Questionada sobre se a entrega destes ‘selos de qualidade’ por uma determinada instituição não correrá o risco de limitar a liberdade de expressão dos cidadãos, Cristina Rodrigues não hesita em separar os dois conceitos. «Parece-me que essa entidade verificará factos e não opiniões», começa por explicar, não afastando o reconhecimento dos «desafios associados a esta verificação», para o que se torna «importante, de facto, assegurar critérios claros e transparentes para que todos percebam uma determinada qualificação por parte de um conteúdo ou entidade».

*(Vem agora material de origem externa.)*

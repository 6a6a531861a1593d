//! Fail-closed bearer authentication for API routes.

// crates.io
use axum::{
	Json,
	extract::{Request, State},
	middleware::Next,
	response::{IntoResponse, Response},
};
use http::{HeaderMap, HeaderValue, StatusCode, header::WWW_AUTHENTICATE};
use serde::Serialize;
// self
use crate::{
	_prelude::*,
	config::VerifierConfig,
	error::RejectReason,
	middleware::{BearerToken, bearer_token},
	principal::Principal,
	verifier::TokenVerifier,
};

const AUTHENTICATION_REQUIRED: &str = "Authentication required";

/// Outcome of a successful authentication.
#[derive(Clone, Debug, PartialEq)]
pub struct Authenticated {
	/// Identity built from the verified claims.
	pub principal: Principal,
	/// Token the identity was verified from.
	pub token: BearerToken,
}

/// Authentication rejection, rendered as a `401 Unauthorized` response.
///
/// The response body only carries the reason code and its public message; the diagnostic
/// detail stays in the logs.
#[derive(Clone, Debug, PartialEq, thiserror::Error)]
#[error("{}", describe(.reason))]
pub struct Unauthorized {
	/// Why authentication failed; `None` when no identity was established at all.
	pub reason: Option<RejectReason>,
	/// Value of the `WWW-Authenticate` header.
	pub challenge: Option<Arc<str>>,
}
impl Unauthorized {
	/// Rejection for a request that never established an identity.
	pub fn authentication_required() -> Self {
		Self { reason: None, challenge: None }
	}

	/// Attach a `WWW-Authenticate` challenge.
	pub fn with_challenge(mut self, challenge: Arc<str>) -> Self {
		self.challenge = Some(challenge);

		self
	}

	/// Machine-readable reason code.
	pub fn code(&self) -> &'static str {
		self.reason.as_ref().map_or("authentication_required", RejectReason::code)
	}

	/// Message shown to the caller.
	pub fn detail(&self) -> &'static str {
		self.reason.as_ref().map_or(AUTHENTICATION_REQUIRED, RejectReason::public_message)
	}
}
impl From<RejectReason> for Unauthorized {
	fn from(reason: RejectReason) -> Self {
		Self { reason: Some(reason), challenge: None }
	}
}
impl IntoResponse for Unauthorized {
	fn into_response(self) -> Response {
		let body = ErrorBody { error: "Unauthorized", code: self.code(), detail: self.detail() };
		let mut response = (StatusCode::UNAUTHORIZED, Json(body)).into_response();

		if let Some(challenge) = &self.challenge
			&& let Ok(value) = HeaderValue::from_str(challenge)
		{
			response.headers_mut().insert(WWW_AUTHENTICATE, value);
		}

		response
	}
}

fn describe(reason: &Option<RejectReason>) -> String {
	reason.as_ref().map_or_else(|| AUTHENTICATION_REQUIRED.to_owned(), ToString::to_string)
}

#[derive(Serialize)]
struct ErrorBody {
	error: &'static str,
	code: &'static str,
	detail: &'static str,
}

/// Verifies bearer tokens for routes that must be authenticated.
#[derive(Clone, Debug)]
pub struct BearerAuthenticator {
	verifier: Arc<TokenVerifier>,
	challenge: Arc<str>,
}
impl BearerAuthenticator {
	/// Wrap a verifier; the challenge realm is taken from it.
	pub fn new(verifier: Arc<TokenVerifier>) -> Self {
		let challenge = Arc::from(format!("Bearer realm=\"{}\"", verifier.realm()));

		Self { verifier, challenge }
	}

	/// Build the verifier stack from configuration.
	pub fn from_config(config: &VerifierConfig) -> Result<Self> {
		Ok(Self::new(Arc::new(TokenVerifier::from_config(config)?)))
	}

	/// Underlying verifier.
	pub fn verifier(&self) -> &Arc<TokenVerifier> {
		&self.verifier
	}

	/// `WWW-Authenticate` value sent with rejections.
	pub fn challenge(&self) -> &str {
		&self.challenge
	}

	/// Authenticate a request from its headers.
	///
	/// `Ok(None)` means no bearer token was offered and authentication was not attempted.
	pub async fn authenticate(
		&self,
		headers: &HeaderMap,
	) -> std::result::Result<Option<Authenticated>, Unauthorized> {
		let token = match bearer_token(headers) {
			Ok(Some(token)) => token,
			Ok(None) => return Ok(None),
			Err(reason) => return Err(self.reject(reason)),
		};

		match self.verifier.verify(token).await.into_result() {
			Ok(claims) => Ok(Some(Authenticated {
				principal: Principal::from_claims(claims),
				token: BearerToken(token.to_owned()),
			})),
			Err(reason) => Err(self.reject(reason)),
		}
	}

	/// Rejection for `reason` carrying this authenticator's challenge.
	pub fn reject(&self, reason: RejectReason) -> Unauthorized {
		Unauthorized::from(reason).with_challenge(self.challenge.clone())
	}
}

/// Middleware that rejects any request without a valid bearer token.
///
/// Use with [`axum::middleware::from_fn_with_state`]. On success the [`Principal`] and the
/// [`BearerToken`] are inserted into the request extensions.
#[tracing::instrument(
	skip_all,
	name = "jwks_gate.require_bearer",
	fields(path = %req.uri().path())
)]
pub async fn require_bearer(
	State(authenticator): State<BearerAuthenticator>,
	mut req: Request,
	next: Next,
) -> std::result::Result<Response, Unauthorized> {
	let Authenticated { principal, token } = authenticator
		.authenticate(req.headers())
		.await?
		.ok_or_else(|| authenticator.reject(RejectReason::NoToken))?;

	tracing::debug!(principal = %principal, "request authenticated");

	req.extensions_mut().insert(principal);
	req.extensions_mut().insert(token);

	Ok(next.run(req).await)
}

Para concluir, a deputada, que se mostra convicta das qualidades da proposta, não deixa de fora algumas ‘pontas soltas’, referindo não saber «se será a melhor opção» entregar o poder de decidir o que é ‘fidedigno’ e o que não é a uma única instituição.  Ainda assim, «há bondade na proposta e é importante verificar que tipo de trabalho será desenvolvido», defende a deputada, que sugere ainda um estilo de ‘avaliação contínua’ para perceber os efeitos desta proposta de lei, ao «fazer-se uma avaliação do desempenho e, finalmente, aferir da utilidade ou não da existência destas entidades».

PS, PSD, CDS, Chega, IL e Joacine Katar Moreira não responderam até à hora de fecho desta edição.

O PR limitou-se a comunicar no site da Presidência que promulgou a lei, sem tecer qualquer comentário.